Plant range boundaries are generally considered to reflect abiotic conditions; however, a rise in negative or decline in positive species interactions at range margins may contribute to these stable boundaries. While evidence suggests that pollinator mutualisms may decline near range boundaries, little is known about other important plant mutualisms, including microbial root symbionts. Here, we used molecular methods to characterize root-associated fungal communities in populations of two related temperate tree species from across the species’ range in the eastern United States.

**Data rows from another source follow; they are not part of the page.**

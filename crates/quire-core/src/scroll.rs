//! Synchronized scrolling of variant panes

use crate::registry::DiffRecord;
use crate::variant::{Variant, VariantMap};
use serde::{Deserialize, Serialize};

#[derive(Debug, Clone, Copy, PartialEq, Eq, Serialize, Deserialize)]
pub enum ScrollDirection {
    /// Toward the end of the text
    Forward,
    Backward,
}

/// Lines a variant's pane currently shows, 0-based and inclusive
#[derive(Debug, Clone, Copy, PartialEq, Eq)]
pub struct Viewport {
    pub top_line: usize,
    pub bottom_line: usize,
    pub visible: bool,
}

impl Viewport {
    pub fn new(top_line: usize, bottom_line: usize) -> Self {
        Self {
            top_line,
            bottom_line: bottom_line.max(top_line),
            visible: true,
        }
    }

    pub fn hidden(mut self) -> Self {
        self.visible = false;
        self
    }

    pub fn height(&self) -> usize {
        self.bottom_line - self.top_line + 1
    }
}

/// Line numbers a region covers in one variant
#[derive(Debug, Clone, Copy, PartialEq, Eq)]
pub struct RegionLines {
    pub start: usize,
    pub end: usize,
}

/// Pure scroll-coefficient math over the current region
#[derive(Debug, Clone, Default)]
pub struct ScrollSynchronizer {
    viewports: VariantMap<Viewport>,
    region: VariantMap<RegionLines>,
}

impl ScrollSynchronizer {
    /// `region` is the current region's line extent per variant, or empty
    /// when no region is selected
    pub fn new(viewports: VariantMap<Viewport>, region: VariantMap<RegionLines>) -> Self {
        Self { viewports, region }
    }

    /// Region line extents of `record`, given a line lookup per variant
    pub fn region_lines<F>(record: &DiffRecord, mut line_of: F) -> VariantMap<RegionLines>
    where
        F: FnMut(Variant, usize) -> usize,
    {
        record
            .spans()
            .iter()
            .map(|(variant, span)| {
                (
                    variant,
                    RegionLines {
                        start: line_of(variant, span.begin),
                        end: line_of(variant, span.end),
                    },
                )
            })
            .collect()
    }

    fn distance(&self, variant: Variant, op: ScrollDirection) -> Option<usize> {
        let view = self.viewports.get(variant)?;
        let region = self.region.get(variant)?;
        Some(match op {
            ScrollDirection::Forward => region.end.saturating_sub(view.top_line),
            ScrollDirection::Backward => view.bottom_line.saturating_sub(region.start),
        })
    }

    /// Scale for `variant`'s scroll amount: its own distance to the region
    /// edge over the largest distance among visible panes
    pub fn coefficient(&self, variant: Variant, op: ScrollDirection) -> f64 {
        if self.region.is_empty() {
            return 1.0;
        }
        let max = self
            .viewports
            .iter()
            .filter(|(_, view)| view.visible)
            .filter_map(|(v, _)| self.distance(v, op))
            .max()
            .unwrap_or(0);
        if max == 0 {
            return 1.0;
        }
        match self.distance(variant, op) {
            Some(own) => own as f64 / max as f64,
            None => 1.0,
        }
    }

    /// Half the smallest visible pane, less one line, at least one
    pub fn default_amount(&self) -> usize {
        let min_height = self
            .viewports
            .iter()
            .filter(|(_, view)| view.visible)
            .map(|(_, view)| view.height())
            .min()
            .unwrap_or(2);
        (min_height / 2).saturating_sub(1).max(1)
    }

    /// Lines each visible pane scrolls for a requested `amount`
    pub fn scroll_amounts(&self, op: ScrollDirection, amount: Option<usize>) -> VariantMap<usize> {
        let amount = amount.unwrap_or_else(|| self.default_amount());
        self.viewports
            .iter()
            .filter(|(_, view)| view.visible)
            .map(|(variant, _)| {
                let scaled = (amount as f64 * self.coefficient(variant, op)).round();
                (variant, scaled as usize)
            })
            .collect()
    }
}

#[cfg(test)]
mod tests {
    use super::*;

    fn sync(views: &[(Variant, Viewport)], region: &[(Variant, usize, usize)]) -> ScrollSynchronizer {
        ScrollSynchronizer::new(
            views.iter().copied().collect(),
            region
                .iter()
                .map(|&(v, start, end)| (v, RegionLines { start, end }))
                .collect(),
        )
    }

    #[test]
    fn test_forward_coefficient_scales_by_distance() {
        let s = sync(
            &[(Variant::A, Viewport::new(0, 39)), (Variant::B, Viewport::new(0, 39))],
            &[(Variant::A, 10, 50), (Variant::B, 10, 25)],
        );
        assert_eq!(s.coefficient(Variant::A, ScrollDirection::Forward), 1.0);
        assert_eq!(s.coefficient(Variant::B, ScrollDirection::Forward), 0.5);
        let amounts = s.scroll_amounts(ScrollDirection::Forward, Some(10));
        assert_eq!(amounts.get(Variant::A), Some(&10));
        assert_eq!(amounts.get(Variant::B), Some(&5));
    }

    #[test]
    fn test_region_above_view_gives_zero_distance() {
        let s = sync(
            &[(Variant::A, Viewport::new(30, 50)), (Variant::B, Viewport::new(0, 20))],
            &[(Variant::A, 5, 10), (Variant::B, 5, 10)],
        );
        assert_eq!(s.coefficient(Variant::A, ScrollDirection::Forward), 0.0);
        assert_eq!(s.coefficient(Variant::B, ScrollDirection::Forward), 1.0);
    }

    #[test]
    fn test_backward_uses_region_start_to_bottom() {
        let s = sync(
            &[(Variant::A, Viewport::new(0, 40)), (Variant::B, Viewport::new(0, 40))],
            &[(Variant::A, 20, 22), (Variant::B, 30, 31)],
        );
        assert_eq!(s.coefficient(Variant::A, ScrollDirection::Backward), 1.0);
        assert_eq!(s.coefficient(Variant::B, ScrollDirection::Backward), 0.5);
    }

    #[test]
    fn test_no_region_or_zero_max_is_neutral() {
        let views = [(Variant::A, Viewport::new(0, 9)), (Variant::B, Viewport::new(0, 9))];
        let s = sync(&views, &[]);
        assert_eq!(s.coefficient(Variant::B, ScrollDirection::Forward), 1.0);

        let s = sync(&views, &[(Variant::A, 0, 0), (Variant::B, 0, 0)]);
        assert_eq!(s.coefficient(Variant::A, ScrollDirection::Forward), 1.0);
    }

    #[test]
    fn test_hidden_panes_are_ignored() {
        let s = sync(
            &[
                (Variant::A, Viewport::new(0, 9)),
                (Variant::B, Viewport::new(0, 9)),
                (Variant::Ancestor, Viewport::new(0, 3).hidden()),
            ],
            &[(Variant::A, 0, 4), (Variant::B, 0, 8), (Variant::Ancestor, 0, 80)],
        );
        assert_eq!(s.coefficient(Variant::A, ScrollDirection::Forward), 0.5);
        assert_eq!(s.default_amount(), 4);
        assert!(s.scroll_amounts(ScrollDirection::Forward, None).get(Variant::Ancestor).is_none());
    }
}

We found that ectomycorrhizal fungal richness on plant roots declined with distance from the centre of the host species range. These patterns were not evident in nonmycorrhizal fungal communities on roots nor in fungal communities in bulk soil. Climatic and soil chemical variables could not explain these biogeographic patterns, although these abiotic gradients affected other components of the bulk soil and rhizosphere fungal community. Depauperate ectomycorrhizal fungal communities may represent an underappreciated challenge to marginal tree populations, especially as rapid climate change pushes these populations outside their current climate niche.

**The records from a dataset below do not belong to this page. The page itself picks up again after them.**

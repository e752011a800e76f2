//! Session flags and their defaults
//!
//! Every field has a default so a partial `[session]` table in the binary's
//! config file deserializes cleanly.

use crate::diff::DiffOptions;
use crate::variant::Variant;
use serde::{Deserialize, Serialize};

/// When regions are refined into word-level differences
#[derive(Debug, Clone, Copy, PartialEq, Eq, Default, Serialize, Deserialize)]
#[serde(rename_all = "lowercase")]
pub enum AutoRefine {
    /// Refine every selected region
    #[default]
    On,
    Off,
    /// Refine but do not surface the result
    Suppressed,
}

/// Content a merge region takes when nothing else decides it
#[derive(Debug, Clone, Copy, PartialEq, Eq, Default, Serialize, Deserialize)]
#[serde(rename_all = "lowercase")]
pub enum DefaultVariant {
    #[default]
    A,
    B,
    Combined,
}

impl DefaultVariant {
    pub fn parse(name: &str) -> Option<Self> {
        match name.to_ascii_lowercase().as_str() {
            "a" => Some(DefaultVariant::A),
            "b" => Some(DefaultVariant::B),
            "combined" | "c" => Some(DefaultVariant::Combined),
            _ => None,
        }
    }

    /// Variant whose text a default region copies, if not combined
    pub fn variant(self) -> Option<Variant> {
        match self {
            DefaultVariant::A => Some(Variant::A),
            DefaultVariant::B => Some(Variant::B),
            DefaultVariant::Combined => None,
        }
    }
}

/// What quitting does with unmodified variant buffers
#[derive(Debug, Clone, Copy, PartialEq, Eq, Default, Serialize, Deserialize)]
#[serde(rename_all = "kebab-case")]
pub enum KeepPolicy {
    Ask,
    #[default]
    AlwaysKeep,
    AlwaysDiscard,
}

/// Marker lines framing combined merge content
#[derive(Debug, Clone, PartialEq, Eq, Serialize, Deserialize)]
#[serde(default)]
pub struct CombinationMarkers {
    pub a: String,
    pub b: String,
    pub ancestor: String,
    pub end: String,
}

impl Default for CombinationMarkers {
    fn default() -> Self {
        Self {
            a: "<<<<<<< variant A".to_string(),
            b: ">>>>>>> variant B".to_string(),
            ancestor: "####### Ancestor".to_string(),
            end: "======= end".to_string(),
        }
    }
}

/// Per-session behaviour flags
#[derive(Debug, Clone, PartialEq, Eq, Serialize, Deserialize)]
#[serde(default)]
pub struct SessionOptions {
    pub auto_refine: AutoRefine,
    /// Regions larger than this (bytes, all variants) are not auto-refined
    pub auto_refine_limit: usize,
    /// Skip regions whose variants differ only in whitespace
    pub ignore_similar_regions: bool,
    /// Merge jobs: visit only regions where A and B both changed the ancestor
    pub show_clashes_only: bool,
    /// Merge jobs: skip regions whose result was changed from the default
    pub skip_changed_regions: bool,
    pub show_ancestor: bool,
    pub default_variant: DefaultVariant,
    pub keep_variants: KeepPolicy,
    pub diff: DiffOptions,
    pub combination: CombinationMarkers,
}

impl Default for SessionOptions {
    fn default() -> Self {
        Self {
            auto_refine: AutoRefine::default(),
            auto_refine_limit: 14000,
            ignore_similar_regions: false,
            show_clashes_only: false,
            skip_changed_regions: false,
            show_ancestor: true,
            default_variant: DefaultVariant::default(),
            keep_variants: KeepPolicy::default(),
            diff: DiffOptions::default(),
            combination: CombinationMarkers::default(),
        }
    }
}

impl SessionOptions {
    pub fn with_auto_refine(mut self, auto_refine: AutoRefine) -> Self {
        self.auto_refine = auto_refine;
        self
    }

    pub fn with_default_variant(mut self, variant: DefaultVariant) -> Self {
        self.default_variant = variant;
        self
    }

    pub fn with_ignore_similar_regions(mut self, on: bool) -> Self {
        self.ignore_similar_regions = on;
        self
    }

    pub fn with_show_clashes_only(mut self, on: bool) -> Self {
        self.show_clashes_only = on;
        self
    }

    pub fn with_skip_changed_regions(mut self, on: bool) -> Self {
        self.skip_changed_regions = on;
        self
    }

    pub fn with_diff(mut self, diff: DiffOptions) -> Self {
        self.diff = diff;
        self
    }
}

SampleMetadata_and_Summaries
Metadata for all fungal community samples, including geographic locations, host species, soil chemical variables, and predicted climate variables. Also includes summaries of fungal communities (richness, rarified richness, and Simpson's diversity) at three levels of taxonomic resolution (operational taxonomic unit, named species, and genus). Data dictionary is available in worksheet 2.

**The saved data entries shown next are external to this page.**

impl UndoTable {
    pub fn get(&self, index: usize, variant: Variant) -> Option<&UndoEntry> {
        self.entries.get(&(index, variant))
    }

    pub fn contains(&self, index: usize, variant: Variant) -> bool {
        self.entries.contains_key(&(index, variant))
    }

    pub fn len(&self) -> usize {
        self.entries.len()
    }

    pub fn is_empty(&self) -> bool {
        self.entries.is_empty()
    }

    /// Variants of region `index` holding a saved entry
    pub fn saved_variants(&self, index: usize) -> Vec<Variant> {
        let mut variants: Vec<Variant> = self
            .entries
            .keys()
            .filter(|(i, _)| *i == index)
            .map(|(_, v)| *v)
            .collect();
        variants.sort();
        variants
    }

    pub(crate) fn insert(&mut self, index: usize, variant: Variant, entry: UndoEntry) {
        self.entries.insert((index, variant), entry);
    }

    fn remove(&mut self, index: usize, variant: Variant) -> Option<UndoEntry> {
        self.entries.remove(&(index, variant))
    }

    pub(crate) fn clear(&mut self) {
        self.entries.clear();
    }
}

/// Outcome of [`CopyEngine::copy_all`]
#[derive(Debug, Default)]
pub struct CopyReport {
    pub applied: Vec<usize>,
    pub unchanged: Vec<usize>,
    pub failed: Vec<(usize, CopyError)>,
}

impl CopyReport {
    pub fn is_clean(&self) -> bool {
        self.failed.is_empty()
    }
}

/// Mutates variant text region by region.
///
/// Never prompts: a copy over an existing saved entry fails with
/// [`CopyError::ConfirmationRequired`] unless the caller passes `confirmed`.
pub struct CopyEngine<'s> {
    registry: &'s mut DiffRegistry,
    buffers: &'s mut Buffers,
}

impl<'s> CopyEngine<'s> {
    pub fn new(registry: &'s mut DiffRegistry, buffers: &'s mut Buffers) -> Self {
        Self { registry, buffers }
    }

    /// Copy region `index` of `from` over the same region of `to`
    pub fn copy(
        &mut self,
        index: usize,
        from: Variant,
        to: Variant,
        confirmed: bool,
    ) -> Result<CopyOutcome, CopyError> {
        if from == to {
            return Err(CopyError::SameVariant);
        }
        self.registry.check(index, self.buffers)?;
        let source = self.registry.content(index, from, self.buffers)?;
        let merge_state = if self.registry.job().is_merge() && to == Variant::C {
            MergeState::for_copy(from)
        } else {
            None
        };
        self.write(index, to, &source, merge_state, confirmed)
    }

    /// Write the combination of A and B (and the ancestor) into the result
    pub fn combine(
        &mut self,
        index: usize,
        markers: &CombinationMarkers,
        confirmed: bool,
    ) -> Result<CopyOutcome, CopyError> {
        self.registry.check(index, self.buffers)?;
        let combined = RegionTexts::read(self.registry, index, self.buffers)?.combined(markers);
        self.write(index, Variant::C, &combined, Some(MergeState::Combined), confirmed)
    }

    /// Copy every valid region, continuing past failures. Saved entries
    /// are overwritten without confirmation.
    pub fn copy_all(&mut self, from: Variant, to: Variant) -> CopyReport {
        let mut report = CopyReport::default();
        for index in 0..self.registry.len() {
            match self.copy(index, from, to, true) {
                Ok(CopyOutcome::Applied) => report.applied.push(index),
                Ok(CopyOutcome::NoOp) => report.unchanged.push(index),
                Err(e) => {
                    log::warn!("copy of region {} from {from} to {to} failed: {e}", index + 1);
                    report.failed.push((index, e));
                }
            }
        }
        report
    }

    /// Put back what the last copy into region `index` of `variant` overwrote
    pub fn restore(&mut self, index: usize, variant: Variant) -> Result<(), RestoreError> {
        let entry = self
            .registry
            .undo
            .get(index, variant)
            .cloned()
            .ok_or(RestoreError::NothingSaved { index, variant })?;
        self.registry.check(index, self.buffers)?;

        self.replace(index, variant, &entry.text)
            .map_err(|e| RestoreError::TargetUnwritable(variant, e))?;
        self.registry.undo.remove(index, variant);

        let record = self.registry.record_mut(index)?;
        record.diff_state = entry.diff_state;
        record.merge_state = entry.merge_state;
        log::debug!("restored region {} of {variant}", index + 1);
        Ok(())
    }

    fn write(
        &mut self,
        index: usize,
        to: Variant,
        text: &str,
        merge_state: Option<MergeState>,
        confirmed: bool,
    ) -> Result<CopyOutcome, CopyError> {
        let previous = self.registry.content(index, to, self.buffers)?;
        if previous == text {
            return Ok(CopyOutcome::NoOp);
        }
        if self.registry.undo.contains(index, to) && !confirmed {
            return Err(CopyError::ConfirmationRequired { index, variant: to });
        }

        let record = self.registry.record(index)?;
        let saved = UndoEntry {
            text: previous,
            diff_state: record.diff_state(),
            merge_state: record.merge_state(),
        };
        self.replace(index, to, text)
            .map_err(|e| CopyError::TargetUnwritable(to, e))?;
        self.registry.undo.insert(index, to, saved);

        if let Some(state) = merge_state {
            self.registry.record_mut(index)?.merge_state = Some(state);
        }
        if self.registry.job().is_three_way_comparison() {
            let state = DiffState::classify(
                &self.registry.content(index, Variant::A, self.buffers)?,
                &self.registry.content(index, Variant::B, self.buffers)?,
                &self.registry.content(index, Variant::C, self.buffers)?,
            );
            self.registry.record_mut(index)?.diff_state = state;
        }
        log::debug!("copied region {} into {to}", index + 1);
        Ok(CopyOutcome::Applied)
    }

    /// Replace the text of one span and carry the registry along
    fn replace(&mut self, index: usize, variant: Variant, text: &str) -> Result<(), BufferError> {
        let Ok(span) = self.registry.get(index, variant) else {
            return Err(BufferError::Dead(variant.to_string()));
        };
        let Ok(buffer) = self.buffers.get_mut(variant) else {
            return Err(BufferError::Dead(variant.to_string()));
        };
        buffer.replace(span.range(), text)?;
        let revision = buffer.revision();
        self.registry.replace_span(index, variant, text.len());
        self.registry.observe(variant, revision);
        if let Ok(record) = self.registry.record_mut(index) {
            record.fine = None;
        }
        Ok(())
    }
}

CommunityMatrixOTUtranspose
Fungal community matrix for all operational taxonomic units delineated at the 97% sequence similarity level. For ease of use in spreadsheet programs, this file is transposed (OTUs in rows, samples in columns). OTUs are identified to the lowest confident taxonomic level using the RDP naive Bayesian classifier. The first letter in each column heading refers to the functional group as determined by the FUNGuild database. A = arbuscular mycorrhizal fungi, E = ectomycorrhizal fungi, O = "other" fungi, P = plant pathogenic fungi, S = saprotrophic fungi, U = undetermined fungi.
CommunityMatrixSpecies
Fungal community matrix, with named species in columns and samples in rows. Species are identified to the lowest confident taxonomic level using the RDP naive Bayesian classifier. The first letter in each column heading refers to the functional group as determined by the FUNGuild database. A = arbuscular mycorrhizal fungi, E = ectomycorrhizal fungi, O = "other" fungi, P = plant pathogenic fungi, S = saprotrophic fungi, U = undetermined fungi.
CommunityMatrixGenus
Fungal Community Matrix, with genera in columns and samples in rows. Genera are identified to the lowest confident taxonomic level using the RDP naive Bayesian classifier. The first letter in each column heading refers to the functional group as determined by the FUNGuild database. A = arbuscular mycorrhizal fungi, E = ectomycorrhizal fungi, O = "other" fungi, P = plant pathogenic fungi, S = saprotrophic fungi, U = undetermined fungi.
CommunityMatrixEMFLineage
Ectomycorrhizal fungal community matrix, with ectomycorrhizal lineages (following Tedersoo and Smith 2013) in columns and samples in rows.
OTU labels and consensus taxonomic assignments
OTU labels and consensus taxonomic assignments derived from independent runs of the naive Bayesian Classifer (RDP) using two training sets.
allITS97cons102815labelsA.csv
Representative sequences for each OTU
Representative ITS2 sequences for each molecular OTU delineated at the 97% sequence similarity threshold. See "OTU labels and consensus taxonomic assignments" file for taxonomic assignments for each OTU.